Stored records
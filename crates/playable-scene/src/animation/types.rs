//! Core animation types and data structures.
//!
//! - `TimelineId`: Unique identifier for a timeline instance
//! - `OwnerId`: Identifier of the component that owns a group of timelines
//! - `AnimatableProperty`: The scalar a timeline writes
//! - `AnimationState`: Current state of a timeline

use serde::{Deserialize, Serialize};
use std::sync::atomic::{AtomicU64, Ordering};

/// Unique identifier for a timeline instance.
///
/// Ids are handed out in increasing order, so sorting by id yields
/// registration order.
#[derive(Debug, Clone, Copy, PartialEq, Eq, PartialOrd, Ord, Hash, Serialize, Deserialize)]
pub struct TimelineId(pub u64);

impl TimelineId {
    /// Generate a new unique timeline ID.
    pub fn new() -> Self {
        static COUNTER: AtomicU64 = AtomicU64::new(1);
        Self(COUNTER.fetch_add(1, Ordering::Relaxed))
    }
}

impl Default for TimelineId {
    fn default() -> Self {
        Self::new()
    }
}

/// Identifier of a component owning timelines (a scene, a button, a popup panel).
///
/// Tearing a component down is a single `Scheduler::cancel_owner` call.
#[derive(Debug, Clone, Copy, PartialEq, Eq, PartialOrd, Ord, Hash, Serialize, Deserialize)]
pub struct OwnerId(pub u64);

impl OwnerId {
    /// Generate a new unique owner ID.
    pub fn new() -> Self {
        static COUNTER: AtomicU64 = AtomicU64::new(1);
        Self(COUNTER.fetch_add(1, Ordering::Relaxed))
    }
}

impl Default for OwnerId {
    fn default() -> Self {
        Self::new()
    }
}

/// Current state of a timeline.
#[derive(Debug, Clone, Copy, PartialEq, Eq, Serialize, Deserialize)]
#[serde(rename_all = "snake_case")]
pub enum AnimationState {
    /// Timeline is advancing every tick.
    Running,
    /// Timeline reached its target.
    Finished,
    /// Timeline was cancelled before completion.
    Cancelled,
}

impl Default for AnimationState {
    fn default() -> Self {
        Self::Running
    }
}

/// Scalar properties driven by timelines.
///
/// A `(OwnerId, AnimatableProperty)` pair has at most one active timeline.
#[derive(Debug, Clone, Copy, PartialEq, Eq, Hash, Serialize, Deserialize)]
#[serde(rename_all = "snake_case")]
pub enum AnimatableProperty {
    /// Whole-node opacity (scene cross-fade).
    Opacity,
    /// Render scale of an interactive control.
    Scale,
    /// Normalized progress of a popup reveal or dismiss.
    Reveal,
    /// Pulse scale of a directional cue sprite.
    CueScale,
    /// A plain timer whose completion is the only thing that matters.
    Hold,
}

impl AnimatableProperty {
    /// Get the property name used in logs.
    pub fn name(&self) -> &'static str {
        match self {
            Self::Opacity => "opacity",
            Self::Scale => "scale",
            Self::Reveal => "reveal",
            Self::CueScale => "cue-scale",
            Self::Hold => "hold",
        }
    }
}

impl std::fmt::Display for AnimatableProperty {
    fn fmt(&self, f: &mut std::fmt::Formatter<'_>) -> std::fmt::Result {
        f.write_str(self.name())
    }
}

#[cfg(test)]
mod tests {
    use super::*;

    #[test]
    fn test_ids_increase() {
        let a = TimelineId::new();
        let b = TimelineId::new();
        assert!(b > a);

        let o1 = OwnerId::new();
        let o2 = OwnerId::new();
        assert_ne!(o1, o2);
    }

    #[test]
    fn test_property_names() {
        assert_eq!(AnimatableProperty::Opacity.to_string(), "opacity");
        assert_eq!(AnimatableProperty::CueScale.name(), "cue-scale");
    }
}
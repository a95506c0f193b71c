use crate::animation::{AnimatableProperty, Driver, EasingFunction, OwnerId, TimelineId, TimelineStatus};
use crate::context::Context;
use crate::display::{Color, DisplayList, DrawCommand, Transform, color_from_hex};

/// Centered text with a smoothed scale that can be pulsed.
#[derive(Debug)]
pub struct Label {
    owner: OwnerId,
    pub text: String,
    pub font_size: f32,
    pub color: Color,
    pub position: [f32; 2],
    scale: TimelineId,
    target_scale: f32,
    pulse: Option<(TimelineId, f32)>,
}

impl Label {
    pub fn new(ctx: &mut Context, text: impl Into<String>, font_size: f32) -> Self {
        let owner = OwnerId::new();
        let scale = start_scale_driver(ctx, owner);
        Self {
            owner,
            text: text.into(),
            font_size,
            color: color_from_hex(0xffffff),
            position: [0.0, 0.0],
            scale,
            target_scale: 1.0,
            pulse: None,
        }
    }

    pub fn with_color(mut self, color: Color) -> Self {
        self.color = color;
        self
    }

    pub fn owner(&self) -> OwnerId {
        self.owner
    }

    pub fn set_text(&mut self, text: impl Into<String>) {
        self.text = text.into();
    }

    pub fn set_position(&mut self, x: f32, y: f32) {
        self.position = [x, y];
    }

    pub fn scale(&self, ctx: &Context) -> f32 {
        ctx.scheduler.timeline_value(self.scale).unwrap_or(1.0)
    }

    pub fn target_scale(&self) -> f32 {
        self.target_scale
    }

    /// Drop the target scale to `down_scale` times its current value for
    /// `duration` seconds, then restore it.
    ///
    /// A pulse started while another is running restores to the value the
    /// first pulse would have restored.
    pub fn pulse_scale(&mut self, ctx: &mut Context, down_scale: f32, duration: f32) {
        let restore = match self.pulse {
            Some((_, restore)) => restore,
            None => self.target_scale,
        };
        self.set_target(ctx, restore * down_scale);
        let hold = ctx.scheduler.tween(
            self.owner,
            AnimatableProperty::Hold,
            0.0,
            1.0,
            duration,
            EasingFunction::Linear,
        );
        self.pulse = Some((hold, restore));
    }

    pub fn is_pulsing(&self) -> bool {
        self.pulse.is_some()
    }

    /// Poll the pulse hold; call once per frame after the scheduler ticks.
    pub fn update(&mut self, ctx: &mut Context) {
        let Some((hold, restore)) = self.pulse else {
            return;
        };
        match ctx.scheduler.poll(hold) {
            TimelineStatus::Active => {}
            TimelineStatus::Completed { .. } | TimelineStatus::Gone => {
                self.pulse = None;
                self.set_target(ctx, restore);
            }
        }
    }

    pub fn destroy(&mut self, ctx: &mut Context) {
        ctx.scheduler.cancel_owner(self.owner);
        self.pulse = None;
    }

    pub fn draw(&self, ctx: &Context, parent: Transform, list: &mut DisplayList) {
        list.push(DrawCommand::Text {
            text: self.text.clone(),
            font_size: self.font_size,
            color: self.color,
            transform: parent.then(Transform::new(self.position, self.scale(ctx), 1.0)),
        });
    }

    fn set_target(&mut self, ctx: &mut Context, target: f32) {
        self.target_scale = target;
        if !ctx.scheduler.set_target(self.scale, target) {
            self.scale = start_scale_driver(ctx, self.owner);
            ctx.scheduler.set_target(self.scale, target);
        }
    }
}

fn start_scale_driver(ctx: &mut Context, owner: OwnerId) -> TimelineId {
    let button = &ctx.config().button;
    let driver = Driver::smooth(1.0, button.smoothing, button.snap_epsilon);
    ctx.scheduler
        .animate(owner, AnimatableProperty::Scale, driver)
}

#[cfg(test)]
mod tests {
    use super::*;
    use playable_config::PlayableConfig;

    const DT: f32 = 1.0 / 60.0;

    fn frame(ctx: &mut Context, label: &mut Label) {
        ctx.scheduler.tick(DT);
        label.update(ctx);
    }

    #[test]
    fn test_pulse_then_restore() {
        let mut ctx = Context::with_defaults(PlayableConfig::default());
        let mut label = Label::new(&mut ctx, "Win", 70.0);

        label.pulse_scale(&mut ctx, 0.95, 0.1);
        assert!(label.is_pulsing());
        assert_eq!(label.target_scale(), 0.95);

        frame(&mut ctx, &mut label);
        assert!(label.scale(&ctx) < 1.0);

        for _ in 0..10 {
            frame(&mut ctx, &mut label);
        }
        assert!(!label.is_pulsing());
        assert_eq!(label.target_scale(), 1.0);

        for _ in 0..60 {
            frame(&mut ctx, &mut label);
        }
        assert_eq!(label.scale(&ctx), 1.0);
    }

    #[test]
    fn test_overlapping_pulses_restore_original() {
        let mut ctx = Context::with_defaults(PlayableConfig::default());
        let mut label = Label::new(&mut ctx, "Score", 24.0);

        label.pulse_scale(&mut ctx, 0.5, 0.1);
        label.pulse_scale(&mut ctx, 0.5, 0.1);
        assert_eq!(label.target_scale(), 0.5);

        for _ in 0..12 {
            frame(&mut ctx, &mut label);
        }
        assert_eq!(label.target_scale(), 1.0);
    }

    #[test]
    fn test_draw_and_destroy() {
        let mut ctx = Context::with_defaults(PlayableConfig::default());
        let mut label = Label::new(&mut ctx, "Final scene", 40.0);
        label.set_position(360.0, 640.0);

        let mut list = DisplayList::new(720.0, 1280.0);
        label.draw(&ctx, Transform::IDENTITY, &mut list);
        assert_eq!(list.texts(), vec!["Final scene"]);
        assert_eq!(list.commands[0].transform().translation, [360.0, 640.0]);

        label.destroy(&mut ctx);
        assert_eq!(ctx.scheduler.owner_count(label.owner()), 0);
    }
}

• Exercise aim:
Match on "derive" and report each line of the data above that has it.

• Task response:
#[derive(Debug, Clone, Copy, PartialEq, Eq, PartialOrd, Ord, Hash, Serialize, Deserialize)]
#[derive(Debug, Clone, Copy, PartialEq, Eq, PartialOrd, Ord, Hash, Serialize, Deserialize)]
#[derive(Debug, Clone, Copy, PartialEq, Eq, Serialize, Deserialize)]
#[derive(Debug, Clone, Copy, PartialEq, Eq, Hash, Serialize, Deserialize)]
#[derive(Debug)]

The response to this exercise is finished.